**WHAT YOU NEED TO DO**
Provide the number of lines in the entries below containing "DateTime", with no further words.

--- THE RECORDS Enclosed Below ---

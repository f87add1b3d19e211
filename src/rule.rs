use crate::models::{Label, PredictionResult, StudentRecord};

/// GPA strictly above this value is labelled as graduating.
pub const PASS_GPA_THRESHOLD: f64 = 2.0;

/// Outcome of the GPA threshold. Probabilities are always the degenerate
/// pair matching the label, so confidence is always 1.0.
#[derive(Debug, Clone, Copy, PartialEq)]
pub struct PredictionOutcome {
    pub label: Label,
    pub pass_probability: f64,
    pub fail_probability: f64,
    pub confidence: f64,
}

pub fn classify(gpa: f64) -> PredictionOutcome {
    let label = if gpa > PASS_GPA_THRESHOLD {
        Label::Pass
    } else {
        Label::Fail
    };

    let (pass_probability, fail_probability) = match label {
        Label::Pass => (1.0, 0.0),
        Label::Fail => (0.0, 1.0),
    };

    PredictionOutcome {
        label,
        pass_probability,
        fail_probability,
        confidence: f64::max(pass_probability, fail_probability),
    }
}

pub fn predict(record: &StudentRecord) -> PredictionResult {
    let outcome = classify(record.gpa);
    PredictionResult {
        label: outcome.label,
        pass_probability: outcome.pass_probability,
        fail_probability: outcome.fail_probability,
        confidence: outcome.confidence,
        features: record.features(),
    }
}

#[cfg(test)]
mod tests {
    use super::*;
    use crate::models::Department;

    fn record(gpa: f64) -> StudentRecord {
        StudentRecord {
            name: "Budi Santoso".to_string(),
            nim: "2019001".to_string(),
            department: Department::TeknikInformatika,
            gpa,
            credits: 144,
            avg_score: 85.0,
            attendance: 90.0,
            assignments: 20,
            evaluation_score: 4.2,
            duration_terms: 8,
        }
    }

    #[test]
    fn gpa_above_threshold_passes() {
        for gpa in [2.01, 2.5, 3.5, 4.0] {
            let outcome = classify(gpa);
            assert_eq!(outcome.label, Label::Pass);
            assert_eq!(outcome.pass_probability, 1.0);
            assert_eq!(outcome.fail_probability, 0.0);
            assert_eq!(outcome.confidence, 1.0);
        }
    }

    #[test]
    fn gpa_at_or_below_threshold_fails() {
        for gpa in [0.0, 1.8, 2.0] {
            let outcome = classify(gpa);
            assert_eq!(outcome.label, Label::Fail);
            assert_eq!(outcome.pass_probability, 0.0);
            assert_eq!(outcome.fail_probability, 1.0);
            assert_eq!(outcome.confidence, 1.0);
        }
    }

    #[test]
    fn prediction_carries_features() {
        let result = predict(&record(3.5));
        assert_eq!(result.label, Label::Pass);
        assert!((result.features.academic_performance - 2.44).abs() < 1e-9);
        assert!((result.features.credits_per_term - 18.0).abs() < 1e-9);
    }

    #[test]
    fn low_gpa_fails_regardless_of_other_fields() {
        let mut strong = record(1.8);
        strong.avg_score = 100.0;
        strong.attendance = 100.0;
        strong.assignments = 50;
        let result = predict(&strong);
        assert_eq!(result.label, Label::Fail);
        assert_eq!(result.fail_probability, 1.0);
    }
}
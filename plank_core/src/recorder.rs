//! Session recorder.
//!
//! Accumulates the holds of one workout as an ordered list of segments,
//! measured against a [`Clock`]. Pausing freezes the open segment so paused
//! wall-clock time is never counted as hold time.

use crate::clock::Clock;
use crate::types::{Segment, Session, Side};
use chrono::{DateTime, Utc};
use uuid::Uuid;

/// A segment still accumulating time
#[derive(Clone, Debug)]
struct OpenSegment {
    side: Side,
    exercise_index: usize,
    accumulated_ms: u64,
    /// Clock reading when accumulation last (re)started; `None` while frozen
    running_since: Option<u64>,
}

impl OpenSegment {
    fn elapsed_ms(&self, now: u64) -> u64 {
        let running = self
            .running_since
            .map(|since| now.saturating_sub(since))
            .unwrap_or(0);
        self.accumulated_ms + running
    }

    fn freeze(&mut self, now: u64) {
        if let Some(since) = self.running_since.take() {
            self.accumulated_ms += now.saturating_sub(since);
        }
    }

    fn thaw(&mut self, now: u64) {
        if self.running_since.is_none() {
            self.running_since = Some(now);
        }
    }
}

#[derive(Clone, Debug)]
struct ActiveSession {
    id: Uuid,
    started_at: DateTime<Utc>,
    segments: Vec<Segment>,
    open: Option<OpenSegment>,
}

/// Records segments for at most one session at a time
pub struct SessionRecorder<C: Clock> {
    clock: C,
    active: Option<ActiveSession>,
    paused: bool,
}

impl<C: Clock> SessionRecorder<C> {
    pub fn new(clock: C) -> Self {
        Self {
            clock,
            active: None,
            paused: false,
        }
    }

    pub fn is_active(&self) -> bool {
        self.active.is_some()
    }

    pub fn has_open_segment(&self) -> bool {
        self.active.as_ref().is_some_and(|s| s.open.is_some())
    }

    /// Segments closed so far in the active session
    pub fn closed_segments(&self) -> &[Segment] {
        self.active
            .as_ref()
            .map(|s| s.segments.as_slice())
            .unwrap_or(&[])
    }

    /// Open a new empty session
    ///
    /// Returns false (and changes nothing) if one is already active.
    pub fn start_session(&mut self) -> bool {
        if self.active.is_some() {
            tracing::warn!("start_session called while a session is already active");
            return false;
        }
        let session = ActiveSession {
            id: Uuid::new_v4(),
            started_at: Utc::now(),
            segments: Vec::new(),
            open: None,
        };
        tracing::info!("Session {} started", session.id);
        self.active = Some(session);
        self.paused = false;
        true
    }

    /// Open a segment for `side`
    ///
    /// Requires an active session with no open segment; returns false otherwise.
    /// A segment opened while paused starts frozen.
    pub fn start_segment(&mut self, side: Side, exercise_index: usize) -> bool {
        let now = self.clock.now_ms();
        let paused = self.paused;
        let Some(session) = self.active.as_mut() else {
            tracing::warn!("start_segment({:?}) without an active session", side);
            return false;
        };
        if session.open.is_some() {
            tracing::warn!("start_segment({:?}) while another segment is open", side);
            return false;
        }
        session.open = Some(OpenSegment {
            side,
            exercise_index,
            accumulated_ms: 0,
            running_since: if paused { None } else { Some(now) },
        });
        tracing::debug!("Segment {:?} opened for exercise {}", side, exercise_index);
        true
    }

    /// Close the open segment and return it
    pub fn end_segment(&mut self) -> Option<Segment> {
        let now = self.clock.now_ms();
        let session = self.active.as_mut()?;
        let open = session.open.take()?;
        let segment = Segment {
            side: open.side,
            duration_ms: open.elapsed_ms(now),
            exercise_index: open.exercise_index,
        };
        tracing::debug!(
            "Segment {:?} closed after {} ms",
            segment.side,
            segment.duration_ms
        );
        session.segments.push(segment.clone());
        Some(segment)
    }

    /// Stop accruing time on the open segment
    pub fn pause(&mut self) {
        let now = self.clock.now_ms();
        self.paused = true;
        if let Some(open) = self.active.as_mut().and_then(|s| s.open.as_mut()) {
            open.freeze(now);
        }
    }

    /// Resume accruing time on the open segment
    pub fn resume(&mut self) {
        let now = self.clock.now_ms();
        self.paused = false;
        if let Some(open) = self.active.as_mut().and_then(|s| s.open.as_mut()) {
            open.thaw(now);
        }
    }

    /// Close any open segment and seal the session
    ///
    /// Returns `None` when no session was active: nothing to summarize.
    pub fn end_session(&mut self) -> Option<Session> {
        self.end_segment();
        let Some(active) = self.active.take() else {
            tracing::warn!("end_session called with no active session");
            return None;
        };
        self.paused = false;
        let session = Session::new(active.id, active.started_at, Utc::now(), active.segments);
        tracing::info!(
            "Session {} sealed with {} segments ({} ms)",
            session.id(),
            session.segments().len(),
            session.total_ms()
        );
        Some(session)
    }

    /// Drop the active session and everything recorded in it
    pub fn discard_session(&mut self) -> bool {
        self.paused = false;
        match self.active.take() {
            Some(session) => {
                tracing::info!(
                    "Session {} discarded ({} segments dropped)",
                    session.id,
                    session.segments.len()
                );
                true
            }
            None => false,
        }
    }
}
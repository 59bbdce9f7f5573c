//! Core domain types for PlankFlow.
//!
//! This module defines the fundamental types used throughout the system:
//! - Exercises and the catalog they live in
//! - Workout phases and body sides
//! - Recorded segments, sessions and their summary
//! - User preferences consumed by the core
//! - Feedback cues handed to the sound/vibration sink

use chrono::{DateTime, Utc};
use serde::{Deserialize, Serialize};
use uuid::Uuid;

// ============================================================================
// Exercise Types
// ============================================================================

/// A single exercise in the workout sequence
#[derive(Clone, Debug, Serialize, Deserialize, PartialEq, Eq)]
pub struct Exercise {
    pub id: u32,
    pub name: String,
    /// Form cues, in the order they should be read
    pub description: Vec<String>,
    pub image: Option<String>,
    /// Held once per side, switching at the halfway point
    #[serde(default)]
    pub can_mirror: bool,
}

/// Ordered, immutable exercise sequence. Never empty.
#[derive(Clone, Debug)]
pub struct Catalog {
    pub(crate) exercises: Vec<Exercise>,
}

// ============================================================================
// Phase Types
// ============================================================================

/// Stage of the workout flow
#[derive(Clone, Copy, Debug, Serialize, Deserialize, PartialEq, Eq, Hash, Default)]
#[serde(rename_all = "snake_case")]
pub enum Phase {
    #[default]
    Idle,
    Config,
    Countdown,
    Exercise,
    Break,
    Finished,
}

impl Phase {
    /// Phases during which the clock counts down
    pub fn is_running(self) -> bool {
        matches!(self, Phase::Countdown | Phase::Exercise | Phase::Break)
    }
}

/// Body side a hold is performed on
#[derive(Clone, Copy, Debug, Serialize, Deserialize, PartialEq, Eq, Hash)]
#[serde(rename_all = "snake_case")]
pub enum Side {
    Front,
    Left,
    Right,
}

impl Side {
    /// Side of the first segment for an exercise
    pub fn opening(can_mirror: bool) -> Self {
        if can_mirror {
            Side::Left
        } else {
            Side::Front
        }
    }
}

// ============================================================================
// Session Types
// ============================================================================

/// One continuously timed hold
#[derive(Clone, Debug, Serialize, Deserialize, PartialEq, Eq)]
pub struct Segment {
    pub side: Side,
    pub duration_ms: u64,
    /// Catalog position the hold belongs to
    pub exercise_index: usize,
}

/// A sealed workout session
///
/// Sessions are produced by the recorder once the workout finishes and
/// cannot be modified afterwards.
#[derive(Clone, Debug, Serialize, Deserialize)]
pub struct Session {
    id: Uuid,
    started_at: DateTime<Utc>,
    completed_at: DateTime<Utc>,
    segments: Vec<Segment>,
}

impl Session {
    pub fn new(
        id: Uuid,
        started_at: DateTime<Utc>,
        completed_at: DateTime<Utc>,
        segments: Vec<Segment>,
    ) -> Self {
        Self {
            id,
            started_at,
            completed_at,
            segments,
        }
    }

    /// Build a session from bare segments, stamped now
    pub fn from_segments(segments: Vec<Segment>) -> Self {
        let now = Utc::now();
        Self::new(Uuid::new_v4(), now, now, segments)
    }

    pub fn id(&self) -> Uuid {
        self.id
    }

    pub fn started_at(&self) -> DateTime<Utc> {
        self.started_at
    }

    pub fn completed_at(&self) -> DateTime<Utc> {
        self.completed_at
    }

    pub fn segments(&self) -> &[Segment] {
        &self.segments
    }

    /// Sum of all segment durations
    pub fn total_ms(&self) -> u64 {
        self.segments.iter().map(|s| s.duration_ms).sum()
    }
}

/// Post-workout report
#[derive(Clone, Debug, Serialize, Deserialize, PartialEq, Eq)]
pub struct SessionSummary {
    pub total_plank_ms: u64,
    pub longest_hold_ms: u64,
    /// Absent when body weight is unknown
    pub calories: Option<u32>,
}

// ============================================================================
// Preferences
// ============================================================================

#[derive(Clone, Copy, Debug, Serialize, Deserialize, PartialEq, Eq, Default)]
#[serde(rename_all = "snake_case")]
pub enum UnitSystem {
    #[default]
    Metric,
    Imperial,
}

#[derive(Clone, Copy, Debug, Serialize, Deserialize, PartialEq, Eq, Default)]
#[serde(rename_all = "snake_case")]
pub enum Theme {
    Light,
    #[default]
    Dark,
}

#[derive(Clone, Copy, Debug, Serialize, Deserialize, PartialEq, Eq, Default)]
#[serde(rename_all = "snake_case")]
pub enum FontStyle {
    #[default]
    Default,
    Compact,
}

/// User preferences
///
/// Read-only from the core's perspective. Only `weight_kg` feeds into the
/// summary; the sound and vibration flags gate feedback calls.
#[derive(Clone, Debug, Serialize, Deserialize, PartialEq)]
pub struct Preferences {
    #[serde(default)]
    pub weight_kg: Option<f64>,
    #[serde(default)]
    pub unit_system: UnitSystem,
    #[serde(default = "default_true")]
    pub sound_enabled: bool,
    #[serde(default = "default_true")]
    pub vibration_enabled: bool,
    #[serde(default)]
    pub theme: Theme,
    #[serde(default)]
    pub font_style: FontStyle,
}

fn default_true() -> bool {
    true
}

impl Default for Preferences {
    fn default() -> Self {
        Self {
            weight_kg: None,
            unit_system: UnitSystem::default(),
            sound_enabled: true,
            vibration_enabled: true,
            theme: Theme::default(),
            font_style: FontStyle::default(),
        }
    }
}

// ============================================================================
// Feedback Types
// ============================================================================

/// Sound cue identifier
#[derive(Clone, Copy, Debug, Serialize, Deserialize, PartialEq, Eq, Hash)]
#[serde(rename_all = "snake_case")]
pub enum Cue {
    Play,
    Pause,
    Success,
    Switch,
}

impl Cue {
    pub fn as_str(self) -> &'static str {
        match self {
            Cue::Play => "play",
            Cue::Pause => "pause",
            Cue::Success => "success",
            Cue::Switch => "switch",
        }
    }
}

/// Vibration pulse: a single duration or alternating on/off durations (ms)
#[derive(Clone, Debug, Serialize, Deserialize, PartialEq, Eq)]
#[serde(untagged)]
pub enum Vibration {
    Pulse(u32),
    Pattern(Vec<u32>),
}

/// A fire-and-forget feedback request
#[derive(Clone, Debug, PartialEq, Eq)]
pub struct Feedback {
    pub sound: Option<Cue>,
    pub vibration: Option<Vibration>,
}

impl Feedback {
    pub fn new(sound: Cue, vibration: Vibration) -> Self {
        Self {
            sound: Some(sound),
            vibration: Some(vibration),
        }
    }

    pub fn vibrate(vibration: Vibration) -> Self {
        Self {
            sound: None,
            vibration: Some(vibration),
        }
    }

    pub fn is_empty(&self) -> bool {
        self.sound.is_none() && self.vibration.is_none()
    }
}
//! Preferences persistence with file locking.
//!
//! Preferences live in one JSON file that is replaced atomically on save.
//! Updates are serialized across processes with a lock on a sidecar file.
//! Also holds the unit conversions and value parsing for the settings.

use crate::{Error, FontStyle, Preferences, Result, Theme, UnitSystem};
use fs2::FileExt;
use std::fs::{File, OpenOptions};
use std::io::{Read, Write};
use std::path::{Path, PathBuf};
use std::str::FromStr;
use tempfile::NamedTempFile;

/// Pounds per kilogram
pub const LB_PER_KG: f64 = 2.20462;

/// Preferences file inside the data directory
pub fn preferences_path(data_dir: &Path) -> PathBuf {
    data_dir.join("preferences.json")
}

/// Sidecar file that serializes read-modify-write cycles
pub fn lock_path(path: &Path) -> PathBuf {
    let mut name = path
        .file_name()
        .map(|n| n.to_os_string())
        .unwrap_or_else(|| "preferences".into());
    name.push(".lock");
    path.with_file_name(name)
}

/// Read the file under a shared lock; `None` when it cannot be read
fn read_shared(path: &Path) -> Option<String> {
    let attempt = || -> std::io::Result<String> {
        let file = File::open(path)?;
        file.lock_shared()?;
        let mut contents = String::new();
        let read = (&file).read_to_string(&mut contents);
        file.unlock()?;
        read.map(|_| contents)
    };
    match attempt() {
        Ok(contents) => Some(contents),
        Err(e) => {
            tracing::warn!("Unable to read preferences {:?}: {}. Using defaults.", path, e);
            None
        }
    }
}

impl Preferences {
    /// Load preferences, falling back to defaults
    ///
    /// A missing, unreadable or unparsable file yields the defaults; only the
    /// last two are logged.
    pub fn load(path: &Path) -> Result<Self> {
        if !path.exists() {
            tracing::info!("No preferences at {:?}, using defaults", path);
            return Ok(Self::default());
        }

        let Some(contents) = read_shared(path) else {
            return Ok(Self::default());
        };

        Ok(serde_json::from_str(&contents).unwrap_or_else(|e| {
            tracing::warn!("Preferences {:?} are corrupt ({}), using defaults", path, e);
            Self::default()
        }))
    }

    /// Write preferences by replacing the file atomically
    pub fn save(&self, path: &Path) -> Result<()> {
        let dir = path
            .parent()
            .ok_or_else(|| Error::Preferences(format!("{:?} has no parent directory", path)))?;
        std::fs::create_dir_all(dir)?;

        let mut temp = NamedTempFile::new_in(dir)?;
        serde_json::to_writer_pretty(temp.as_file_mut(), self)?;
        temp.as_file_mut().flush()?;
        temp.as_file().sync_all()?;
        temp.persist(path).map_err(|e| Error::Io(e.error))?;

        tracing::debug!("Saved preferences to {:?}", path);
        Ok(())
    }

    /// Load, modify and save back as one step
    ///
    /// An exclusive lock on the sidecar file is held for the whole cycle, so
    /// concurrent updates from other processes are applied one after another.
    /// Nothing is written when `f` fails.
    pub fn update<F>(path: &Path, f: F) -> Result<Self>
    where
        F: FnOnce(&mut Preferences) -> Result<()>,
    {
        if let Some(dir) = path.parent() {
            std::fs::create_dir_all(dir)?;
        }
        let guard = OpenOptions::new()
            .create(true)
            .write(true)
            .truncate(false)
            .open(lock_path(path))?;
        guard.lock_exclusive()?;

        let result = Self::load(path).and_then(|mut prefs| {
            f(&mut prefs)?;
            prefs.save(path)?;
            Ok(prefs)
        });

        guard.unlock()?;
        result
    }

    /// Body weight in the user's unit system
    pub fn display_weight(&self) -> Option<f64> {
        self.weight_kg.map(|kg| match self.unit_system {
            UnitSystem::Metric => kg,
            UnitSystem::Imperial => kg * LB_PER_KG,
        })
    }

    /// Set body weight given in the user's unit system
    pub fn set_weight(&mut self, value: f64) -> Result<()> {
        if !value.is_finite() || value <= 0.0 {
            return Err(Error::Preferences(format!(
                "weight must be a positive number, got {}",
                value
            )));
        }
        self.weight_kg = Some(match self.unit_system {
            UnitSystem::Metric => value,
            UnitSystem::Imperial => value / LB_PER_KG,
        });
        Ok(())
    }
}

impl UnitSystem {
    pub fn weight_unit(self) -> &'static str {
        match self {
            UnitSystem::Metric => "kg",
            UnitSystem::Imperial => "lb",
        }
    }
}

impl FromStr for UnitSystem {
    type Err = Error;

    fn from_str(s: &str) -> Result<Self> {
        match s.to_lowercase().as_str() {
            "metric" | "kg" => Ok(UnitSystem::Metric),
            "imperial" | "lb" | "lbs" => Ok(UnitSystem::Imperial),
            other => Err(Error::Preferences(format!("unknown unit system: {}", other))),
        }
    }
}

impl FromStr for Theme {
    type Err = Error;

    fn from_str(s: &str) -> Result<Self> {
        match s.to_lowercase().as_str() {
            "light" => Ok(Theme::Light),
            "dark" => Ok(Theme::Dark),
            other => Err(Error::Preferences(format!("unknown theme: {}", other))),
        }
    }
}

impl FromStr for FontStyle {
    type Err = Error;

    fn from_str(s: &str) -> Result<Self> {
        match s.to_lowercase().as_str() {
            "default" => Ok(FontStyle::Default),
            "compact" => Ok(FontStyle::Compact),
            other => Err(Error::Preferences(format!("unknown font style: {}", other))),
        }
    }
}

/// Parse an on/off switch value
pub fn parse_toggle(s: &str) -> Result<bool> {
    match s.to_lowercase().as_str() {
        "on" | "true" | "yes" | "1" => Ok(true),
        "off" | "false" | "no" | "0" => Ok(false),
        other => Err(Error::Preferences(format!("expected on/off, got {}", other))),
    }
}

--- End of Enclosed THE RECORDS ---

**WRITTEN SOLUTION**
9